NEW YEAR’S RESOLUTIONS TO HELP YOU GET PAID

New Year's Resolutions to Help You Get Paid

Financial New Year’s Resolutions

Many of us take the opportunity of the new year to make personal health resolutions ranging from losing weight, exercising more to quitting smoking. If you’re serious about improving the financial health of your business, you may want to think about the following new year’s resolutions. They’re designed to make sure that you get paid by your customers:

1. Get your agreements in writing. While many prefer the informality of handshake and oral agreements, the problem with non-written agreements is making sure that everyone agrees on all of the terms. While it sometimes may take longer to get an agreement reduced to writing, if a disagreement arises, it will be much easier to resolve — or enforce — if there is a written agreement in place.

2. Try to get at least a partial payment up front. The terrible truth about human nature is that once one party fully performs under a contract (for example, by performing services for the customer), the customer is much less motivated to pay. Why should they? They’ve already gotten what they needed from you. To balance this, try to obtain at least a partial, if not a full, payment first before beginning work.

3. Similarly, please, please, please consider, at a minimum, reserving the right to stop working for the customer if they stop paying you. There’s nothing worse than being in a situation where you have to keep working without knowing if you will EVER get paid. Not working and not getting paid beats working and not getting paid any day. Protect yourself and reserve the right to stop working for the customer if you’re not getting paid.

4. Put an attorneys’ fees clause in your written agreement. In the United States, the normal rule is that each side in a lawsuit is responsible for their own attorneys’ fees. However, this can be changed by contract. This means that in your agreements, you can agree that the party winning the lawsuit can recover their attorneys’ fees. If a person who owes you money after you fully performed under the agreement understands that if they don’t pay you, they could be responsible for paying for your attorney, this may help you get paid easier.

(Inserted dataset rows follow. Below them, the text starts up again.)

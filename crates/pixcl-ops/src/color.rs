//! Per-pixel color filters: grayscale and sepia.
//!
//! Both take a source and a destination of identical dimensions and walk
//! them in a plain nested loop. This is the sequential path the
//! accelerated kernels are checked against.
//!
//! # Example
//!
//! ```rust
//! use pixcl_core::{Bitmap, Rgba};
//! use pixcl_ops::color::grayscale;
//!
//! let src = Bitmap::filled(2, 2, Rgba::opaque(0, 255, 0))?;
//! let mut dst = Bitmap::new(2, 2)?;
//! grayscale(&src, &mut dst)?;
//! assert_eq!(dst.pixel(1, 1)?, Rgba::opaque(182, 182, 182));
//! # Ok::<(), Box<dyn std::error::Error>>(())
//! ```

use crate::pixel::{grayscale_pixel, sepia_pixel};
use crate::{OpsError, OpsResult};
use pixcl_core::{Bitmap, Rgba};
use tracing::debug;

/// Converts `input` to luma grayscale into `output`.
pub fn grayscale(input: &Bitmap, output: &mut Bitmap) -> OpsResult<()> {
    map_pixels(input, output, grayscale_pixel)
}

/// Applies sepia toning from `input` into `output`.
pub fn sepia(input: &Bitmap, output: &mut Bitmap) -> OpsResult<()> {
    map_pixels(input, output, sepia_pixel)
}

pub(crate) fn ensure_same_size(input: &Bitmap, output: &Bitmap) -> OpsResult<()> {
    if input.size() != output.size() {
        debug!(input = %input.size(), output = %output.size(), "size mismatch");
        return Err(OpsError::SizeMismatch(format!(
            "input is {}, output is {}",
            input.size(),
            output.size()
        )));
    }
    Ok(())
}

fn map_pixels(input: &Bitmap, output: &mut Bitmap, f: impl Fn(Rgba) -> Rgba) -> OpsResult<()> {
    ensure_same_size(input, output)?;

    let width = input.width() as usize;
    let src = input.pixels();
    let dst = output.pixels_mut();
    for y in 0..input.height() as usize {
        for x in 0..width {
            let i = y * width + x;
            dst[i] = f(src[i]);
        }
    }
    Ok(())
}
//! Backend detection.

use crate::driver::{ComputeDriver, DefaultDriver};
use crate::processor::Backend;

/// Information about a compute backend.
#[derive(Debug, Clone)]
pub struct BackendInfo {
    /// Backend type.
    pub backend: Backend,
    /// Human-readable name.
    pub name: &'static str,
    /// Whether backend is available.
    pub available: bool,
    /// Description.
    pub description: &'static str,
}

/// Detect all backends compiled into this build, available ones first.
pub fn detect_backends() -> Vec<BackendInfo> {
    detect_with(&DefaultDriver::default())
}

/// Same as [`detect_backends`] but probes `driver` for the accelerator.
pub fn detect_with<D: ComputeDriver>(driver: &D) -> Vec<BackendInfo> {
    let accel_available = driver.is_available();
    let mut backends = vec![
        BackendInfo {
            backend: Backend::OpenCl,
            name: "OpenCL",
            available: accel_available,
            description: if cfg!(feature = "opencl") {
                "first GPU device via OpenCL"
            } else {
                "not compiled in (enable the `opencl` feature)"
            },
        },
        BackendInfo {
            backend: Backend::Cpu,
            name: "CPU",
            available: true,
            description: cpu_description(),
        },
    ];

    // stable: the accelerator stays ahead of the CPU when both are usable
    backends.sort_by_key(|b| !b.available);
    backends
}

/// One line per backend: `[+] name: description`, `-` when unavailable.
pub fn describe_backends() -> String {
    describe(&detect_backends())
}

pub(crate) fn describe(backends: &[BackendInfo]) -> String {
    let mut desc = String::new();
    for info in backends {
        let status = if info.available { "+" } else { "-" };
        desc.push_str(&format!("[{}] {}: {}\n", status, info.name, info.description));
    }
    desc
}

fn cpu_description() -> &'static str {
    if cfg!(feature = "parallel") {
        "CPU with rayon parallelization"
    } else {
        "CPU, single thread"
    }
}
//! Error types for pixcl-core operations.
//!
//! The [`Error`] enum covers the failure modes of bitmap construction and
//! pixel access. Higher layers (`pixcl-io`, `pixcl-ops`, `pixcl-compute`)
//! wrap it in their own error types.
//!
//! # Usage
//!
//! ```rust
//! use pixcl_core::{Error, Result};
//!
//! fn check(x: u32, y: u32, width: u32, height: u32) -> Result<()> {
//!     if x >= width || y >= height {
//!         return Err(Error::OutOfBounds { x, y, width, height });
//!     }
//!     Ok(())
//! }
//! ```

use thiserror::Error;

/// Result type alias using [`Error`] as the error type.
pub type Result<T> = std::result::Result<T, Error>;

/// Errors that can occur while building or accessing a [`crate::Bitmap`].
#[derive(Debug, Error, Clone, PartialEq, Eq)]
pub enum Error {
    /// Pixel coordinates are outside bitmap bounds.
    #[error("pixel ({x}, {y}) out of bounds for bitmap {width}x{height}")]
    OutOfBounds {
        /// X coordinate that was out of bounds
        x: u32,
        /// Y coordinate that was out of bounds
        y: u32,
        /// Bitmap width
        width: u32,
        /// Bitmap height
        height: u32,
    },

    /// Width or height is zero, or the byte size overflows `usize`.
    #[error("invalid dimensions: {width}x{height}")]
    InvalidDimensions {
        /// Requested width
        width: u32,
        /// Requested height
        height: u32,
    },

    /// Provided pixel data doesn't match the declared dimensions.
    ///
    /// The `expected` size is `width * height * components` bytes.
    #[error("buffer size mismatch: expected {expected} bytes, got {actual}")]
    BufferSizeMismatch {
        /// Expected buffer size in bytes
        expected: usize,
        /// Actual buffer size in bytes
        actual: usize,
    },
}
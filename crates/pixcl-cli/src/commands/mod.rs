//! CLI command implementations

pub mod bench;
pub mod crop;
pub mod filter;
pub mod info;
pub mod scale;

use crate::OutputArgs;
use anyhow::{Context, Result};
use pixcl_compute::{Processor, ProcessorConfig};
use pixcl_core::{Bitmap, Colorspace};
use pixcl_io::Format;
use std::path::Path;
use tracing::debug;

/// Load image from path
pub fn load_image(path: &Path) -> Result<Bitmap> {
    pixcl_io::read(path).with_context(|| format!("Failed to load: {}", path.display()))
}

/// Save image as the output flags ask.
pub fn save_image(out: &OutputArgs, bitmap: &Bitmap) -> Result<()> {
    let format = out
        .format
        .map(Format::from)
        .unwrap_or_else(|| Format::from_extension(&out.output));
    let colorspace = out
        .colorspace
        .map(Colorspace::from)
        .unwrap_or_else(|| default_colorspace(format));

    debug!(format = format.name(), %colorspace, "saving");
    pixcl_io::write_as(&out.output, bitmap, format, colorspace)
        .with_context(|| format!("Failed to save: {}", out.output.display()))
}

/// JPEG has no alpha channel.
fn default_colorspace(format: Format) -> Colorspace {
    match format {
        Format::Jpeg => Colorspace::Rgb,
        _ => Colorspace::Rgba,
    }
}

/// Build the processor the global flags describe.
pub fn processor(config: &ProcessorConfig) -> Result<Processor> {
    Processor::with_config(config.clone()).context("Failed to start processor")
}

/// Format file size for display
pub fn format_size(bytes: u64) -> String {
    const KB: u64 = 1024;
    const MB: u64 = KB * 1024;
    const GB: u64 = MB * 1024;

    if bytes >= GB {
        format!("{:.2} GB", bytes as f64 / GB as f64)
    } else if bytes >= MB {
        format!("{:.2} MB", bytes as f64 / MB as f64)
    } else if bytes >= KB {
        format!("{:.2} KB", bytes as f64 / KB as f64)
    } else {
        format!("{} B", bytes)
    }
}
//! Error types for image operations.

use thiserror::Error;

/// Error type for image operations.
#[derive(Error, Debug, Clone, PartialEq, Eq)]
pub enum OpsError {
    /// Invalid dimensions specified.
    #[error("invalid dimensions: {0}")]
    InvalidDimensions(String),

    /// Images have incompatible sizes.
    #[error("size mismatch: {0}")]
    SizeMismatch(String),

    /// Crop rectangle extends past the source bitmap.
    #[error("crop region {width}x{height} at ({x},{y}) exceeds {src_width}x{src_height}")]
    CropOutOfBounds {
        /// Region X origin
        x: u32,
        /// Region Y origin
        y: u32,
        /// Region width
        width: u32,
        /// Region height
        height: u32,
        /// Source width
        src_width: u32,
        /// Source height
        src_height: u32,
    },

    /// Bitmap construction failed.
    #[error(transparent)]
    Core(#[from] pixcl_core::Error),
}

/// Result type for image operations.
pub type OpsResult<T> = Result<T, OpsError>;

5. Do not ignore slow or no-paying customers or put bad debts on the back burner. Debts are not wine. They do not improve with age. If you think there’s a problem with a customer paying you, there is. The sooner you address it the better. This means that you look at the likelihood of getting paid realistically and make a decision whether to (a) enforce the debt or (b) write it off. Drifting along in a no-man’s land and refusing to make a decision is the worse thing you can do.

While there may be other things that you can do to improve the financial health of your business and make sure that you get paid, think about adopting at least one of these financial new year’s resolutions. Happy New Year to all!